Venus Express carries seven instruments for a full study of the ionosphere, atmosphere and surface of Venus. It was launched on November 9, 2005 from the Baikonur Cosmodrome in Kazakhstan atop a Soyuz–Fregat rocket and arrived at Venus on April 11 the next year, where it was placed in a 24-hour polar elliptical orbit that took it out to 66,000 km (41,000 mi) over the Venusian south pole and 250 km (155 mi) over the north pole.

During its career, Venus Express provided new insights into the nature of the Venusian atmosphere, the planet’s rotation, what there is of its magnetic field, and the possibility of tectonic activity on what many scientist have thought a geologically dead planet. Now that the propellant needed to maintain Venus Express’ atmosphere-skimming orbit is running low, ESA is throwing in its hand and sending the probe deeper into the atmosphere than it’s ever attempted before.

An artist's impression of Venus Express aerobraking (Image: ESA)

“We have performed previous short ‘aerodrag’ campaigns where we've skimmed the thin upper layers of the atmosphere at about 165 km, but we want to go deeper, perhaps as deep as 130 km, maybe even lower,” says Patrick Martin, Venus Express mission manager. “It is only by carrying out daring operations like these that we can gain new insights, not only about usually inaccessible regions of the planet’s atmosphere, but also how the spacecraft and its components respond to such a hostile environment.

The purpose of the maneuver is to gain experience in aerobraking as a technique that might be used on later missions. ESA sees aerobraking as a way of slowing down arriving spacecraft without heavy and expensive retro rockets and propellants.

According to ESA, the aerobraking experiment will take place some time between June 18 and July 11, during which the spacecraft’s instruments will continue to take readings of the atmosphere and surrounding conditions. The agency is not certain if the Venus Express will survive the experience, but if it does, its condition will be assessed before the decision is made whether or not to extend the mission for a few more months. Either way, Venus Express’ ultimate fate will be a final plunge into the atmosphere, where it will burn up.

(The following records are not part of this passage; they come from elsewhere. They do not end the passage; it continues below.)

impl RoutingContext {
    pub fn from_payment_params<CM, PS>(
        channel_manager: &CM,
        payment_params: PaymentParameters,
    ) -> Self
    where
        CM: LexeChannelManager<PS>,
        PS: LexePersister,
    {
        let payer_pk = NodePk(channel_manager.get_our_node_id());
        let usable_channels = channel_manager.list_usable_channels();
        let in_flight_htlcs = channel_manager.compute_inflight_htlcs();

        Self {
            payment_params,

            payer_pk,
            usable_channels,
            in_flight_htlcs,
        }
    }

    pub fn find_route(
        &self,
        router: &LexeRouter,
        amount: Amount,
    ) -> anyhow::Result<(Route, RouteParameters)> {
        // TODO(max): We may want to set a fee limit at some point
        let max_total_routing_fee_msat = None;
        let route_params = RouteParameters {
            payment_params: self.payment_params.clone(),
            final_value_msat: amount.msat(),
            max_total_routing_fee_msat,
        };

        let usable_channels_refs =
            self.usable_channels.iter().collect::<Vec<_>>();
        let first_hops = Some(usable_channels_refs.as_slice());

        let route = router
            .find_route(
                &self.payer_pk.0,
                &route_params,
                first_hops,
                self.in_flight_htlcs.clone(),
            )
            .map_err(|LightningError { err, action: _ }| anyhow!("{err}"))?;

        Ok((route, route_params))
    }
}

/// Get a [`PaymentParameters`] from a payee or invoice in Lexe's default way.
/// Payment parameters are amount-agnostic.
// LDK's builder API is unergonomic and hides a lot of details, so we
// 'unbuilderify' it to make clear how each field modifies the final result.
pub fn build_payment_params(
    payee_pk_or_invoice: Either<NodePk, &LxInvoice>,
) -> anyhow::Result<PaymentParameters> {
    let maybe_invoice = payee_pk_or_invoice.right();

    let payee = {
        let payee_pubkey = match payee_pk_or_invoice {
            Either::Left(pk) => pk,
            Either::Right(invoice) => invoice.payee_node_pk(),
        };

        let route_hints = maybe_invoice
            .map(|invoice| invoice.0.route_hints())
            .unwrap_or_default();

        let features =
            maybe_invoice.and_then(|invoice| invoice.0.features().cloned());

        const_assert!(DEFAULT_MIN_FINAL_CLTV_EXPIRY_DELTA <= u32::MAX as u64);
        let final_cltv_expiry_delta = match maybe_invoice {
            Some(invoice) => invoice.min_final_cltv_expiry_delta_u32()?,
            None => u32::try_from(DEFAULT_MIN_FINAL_CLTV_EXPIRY_DELTA)
                .expect("Checked in const_assert"),
        };

        Payee::Clear {
            node_id: payee_pubkey.0,
            route_hints,
            features,
            final_cltv_expiry_delta,
        }
    };

    let expiry_time = match payee_pk_or_invoice {
        Either::Left(_) => None,
        Either::Right(invoice) =>
            Some(invoice.expires_at()?.into_duration().as_secs()),
    };

    Ok(PaymentParameters {
        payee,
        expiry_time,

        // Everything else uses LDK defaults. This is checked in tests.
        max_total_cltv_expiry_delta: DEFAULT_MAX_TOTAL_CLTV_EXPIRY_DELTA,
        max_path_count: DEFAULT_MAX_PATH_COUNT,
        max_path_length: MAX_PATH_LENGTH_ESTIMATE,
        max_channel_saturation_power_of_half: 2,
        previously_failed_channels: Vec::new(),
        previously_failed_blinded_path_idxs: Vec::new(),
    })
}

/// Computes an accurate estimate of the maximum amount that is sendable to
/// this recipient specified in the given [`PaymentParameters`], given a
/// `starting_amount` which failed to find a route.
///
/// The estimate here is much more accurate than `max_sendable` since the
/// recipient is known.
// - TODO(max): We should actually compute the max flow to this recipient, but
//   there are significant complications because `Route` may be multi-path and
//   each `Path` does not expose the prop and base fee for each hop, so we'd
//   have to munge around the network graph. A dumb binary search should be good
//   enough to unblock us for now.
// - TODO(max): Expose an endpoint which computes the max flow and simply
//   returns it to the caller. We can then call this endpoint while the user is
//   presented with an amountless invoice to suggest an accurate maximum amount,
//   which they can also pay using a 'send all' button.
// - TODO(max): We should build out some prop tests for this function:
//   - This function never panics
//   - satoshi precision: For all "for all network graphs, for any two distinct
//     nodes, if this function finds a `max_flow`, routing to `max_flow` + 1
//     should fail"
//  - `max_flow` to a neighbor is just sum of `next_outbound_htlc_limit` over
//    all channels with this neighbor.
pub async fn compute_max_flow_to_recipient(
    router: &LexeRouter,
    routing_context: &RoutingContext,
    starting_amount: Amount,
) -> anyhow::Result<Amount> {
    cfg_if! {
        if #[cfg(any(test, feature = "test-utils"))] {
            // Use satoshi-precise values in tests for better debugging.
            const MAX_ITERATIONS: usize = 30;
        } else {
            /// Max # of binary search iterations.
            // 10 iterations allows us to search ~1M amounts to an accuracy of
            // about 1000 sat.
            //
            // Some timing samples from prod (mainnet):
            // - best_succ=64604: 17 iters, 50.052s (2025-03-18)
            // - best_succ=87681: 17 iters, 47.668s (2025-03-18)
            const MAX_ITERATIONS: usize = 10;
        }
    }
    let start = tokio::time::Instant::now();

    info!(%starting_amount, "Computing max flow");

    let one_sat = Amount::from_sats_u32(1);

    ensure!(
        starting_amount >= one_sat,
        "`starting_amount` must be non-zero for binary search"
    );

    let mut low = one_sat;
    let mut high = starting_amount.round_sat();
    let mut best_succ: Option<Amount> = None;
    let mut last_err = anyhow!("Placeholder: initial error");

    let mut iter = 1;
    loop {
        debug!(%iter, %low, %high, ?best_succ, %last_err, "Max flow iteration");

        if low == high {
            break;
        }

        let mid = (low + high) / dec!(2);

        let route_result = routing_context.find_route(router, mid);

        match route_result {
            Ok(_) => {
                // Successfully routed mid, store succ and try larger
                best_succ = Some(mid);
                low = mid.saturating_add(one_sat).min(high);
            }
            Err(e) => {
                // Could not route mid, store error and try smaller
                last_err = e;
                high = mid.saturating_sub(one_sat).max(low);
            }
        }

        if iter >= MAX_ITERATIONS {
            break;
        } else {
            iter += 1;

            // Each route found takes a few seconds.
            // Yield so that we don't starve other tasks of CPU time.
            tokio::task::yield_now().await;
        }
    }

    let max_flow_result = match best_succ {
        Some(succ) => Ok(succ.floor_sat()),
        // No route found at all
        None => Err(last_err),
    };

    let elapsed_ms = DisplayMs(start.elapsed());
    info!("Max flow result ({iter} iters) <{elapsed_ms}>: {max_flow_result:?}");

    max_flow_result
}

Southern hemisphere of Venus (Image: ESA)
Southern hemisphere of Venus (Image: ESA)

“Venus Express has taught us just how variable the planet is on all timescales and, furthermore, has given us clues as to how it might have changed since its formation 4.6 billion years ago,” says Håkan Svedhem, ESA’s project scientist. “This information is helping us decipher how Earth and Venus came to lead such dramatically different lives, but we’ve also noticed that there are some fundamental similarities.”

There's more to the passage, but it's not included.